I think the hardest part of having a chronic illness is when the illness in question does its own thing. There have been mountains of textbooks written about type one diabetes. The doctors have done years of training. Then my diabetes comes along and does something most have never heard of . That is hard. It is hard to get raised eyebrows and questions about am I sure that is what is going on. Yes. Yes, I’m very sure. Even within the diabetic community I find there are always those willing to roll their eyes and say ‘it doesn’t work like that’. Well mine does so sit down.
Basically my dawn phenomenon has no concept of dawn. It gets involved at all times of the day. Yes, I see a rise in the morning which my pump has under control but I know its lurking and the reason I could never go back to MDI even though I really wouldn’t mind that. (Shock horror and unpopular opinion). However, I can see rises basically any time I’m active because my diabetes is actually a cave man. It sees activity and thinks ‘release all the glugcose there is a mammoth on our tail!’. I have no tail and mammoths are extinc but that doesn’t seem to matter to my D.
When I do activity my blood sugar rarely falls. No, my blood sugar rises and sometimes at a rather alarming rate. Test after test has proven this suspicion true to the bemusement of my medical team. There are things that guarentee a hypo. A work out on the wii, decorating or hard core room tidying. Things like ironing, walking my dog or being active in other ways and I start rising. No, I don’t know what my body is thinking is threatening about my ironing board either other than I’d really rather be doing something else. It doesn’t matter when I do it and what I’ve done before, whether I’ve eaten or what month it is. Irons are evil to my D.

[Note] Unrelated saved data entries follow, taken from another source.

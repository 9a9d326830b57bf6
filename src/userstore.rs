//! User-store collaborator.
//!
//! The durable user record is treated as an external collaborator —
//! production deployments back it with Postgres or MongoDB. This module
//! only fixes the trait boundary and ships an in-memory reference adapter
//! so the crate runs standalone.

use dashmap::DashMap;
use serde::{Deserialize, Serialize};

/// A resolved user record.
#[derive(Debug, Clone, Serialize, Deserialize)]
pub struct UserRecord {
    /// Stable internal user id.
    pub user_id: String,
    /// Identity-provider identifier (`sub` or similar).
    pub idp_id: String,
    /// Username at the time of last resolution.
    pub username: String,
    /// Email at the time of last resolution.
    pub email: String,
}

/// Capability set for resolving/creating user records from IdP identity.
#[async_trait::async_trait]
pub trait UserStore: Send + Sync + 'static {
    /// Resolve (and create if absent) the internal `user_id` for an IdP
    /// identity. Never fails in the reference design; a real adapter
    /// backed by a database may return `None` on outage, at which point
    /// callers treat `user_id` as unresolved rather than failing the flow.
    async fn resolve(&self, idp_id: &str, username: &str, email: &str) -> Option<String>;
}

/// `DashMap`-backed reference `UserStore`, keyed by `idp_id`.
#[derive(Debug, Default)]
pub struct InMemoryUserStore {
    by_idp_id: DashMap<String, UserRecord>,
}

impl InMemoryUserStore {
    /// Create an empty store.
    #[must_use]
    pub fn new() -> Self {
        Self::default()
    }
}

#[async_trait::async_trait]
impl UserStore for InMemoryUserStore {
    async fn resolve(&self, idp_id: &str, username: &str, email: &str) -> Option<String> {
        if let Some(existing) = self.by_idp_id.get(idp_id) {
            return Some(existing.user_id.clone());
        }
        let user_id = format!("usr_{}", uuid::Uuid::new_v4().simple());
        self.by_idp_id.insert(
            idp_id.to_string(),
            UserRecord {
                user_id: user_id.clone(),
                idp_id: idp_id.to_string(),
                username: username.to_string(),
                email: email.to_string(),
            },
        );
        Some(user_id)
    }
}

#[cfg(test)]
mod tests {
    use super::*;

    #[tokio::test]
    async fn resolve_is_idempotent_per_idp_id() {
        let store = InMemoryUserStore::new();
        let first = store.resolve("idp:alice", "alice", "alice@co.com").await;
        let second = store.resolve("idp:alice", "alice", "alice@co.com").await;
        assert_eq!(first, second);
        assert!(first.unwrap().starts_with("usr_"));
    }

    #[tokio::test]
    async fn distinct_identities_resolve_to_distinct_ids() {
        let store = InMemoryUserStore::new();
        let a = store.resolve("idp:a", "a", "a@co.com").await.unwrap();
        let b = store.resolve("idp:b", "b", "b@co.com").await.unwrap();
        assert_ne!(a, b);
    }
}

The other thing it hates is snow. Where many find their blood sugars dive attempting to trudge through thick snow getting warmer and warmer in their jackes I sky rocket. My mother finds it too. I don’t mean into the teens. I mean hitting 28, 29 and 30. It is the only occasion I see such violent rises. But think about it in human terms. It is a survival instint. Snow is cold and dangerous and cavemen died trying to get through thick snow. So yeah, my body is just still a caveman. I’m in several thousand BC in the body if a pretty modern thinking gal in the real world.
I get a lot of doubt over this. I get told I must be going hypo and rebounding. I get disbelieving looks when I insist I’m doing tests. I just have to do shrug it off and remember the only person that knows my Diabetes best is me. The others can lower their basals when they go walking. I’ll increase mine and the proof will be in the pudding. Which I’ll be having a second helping of please. Yay pudding.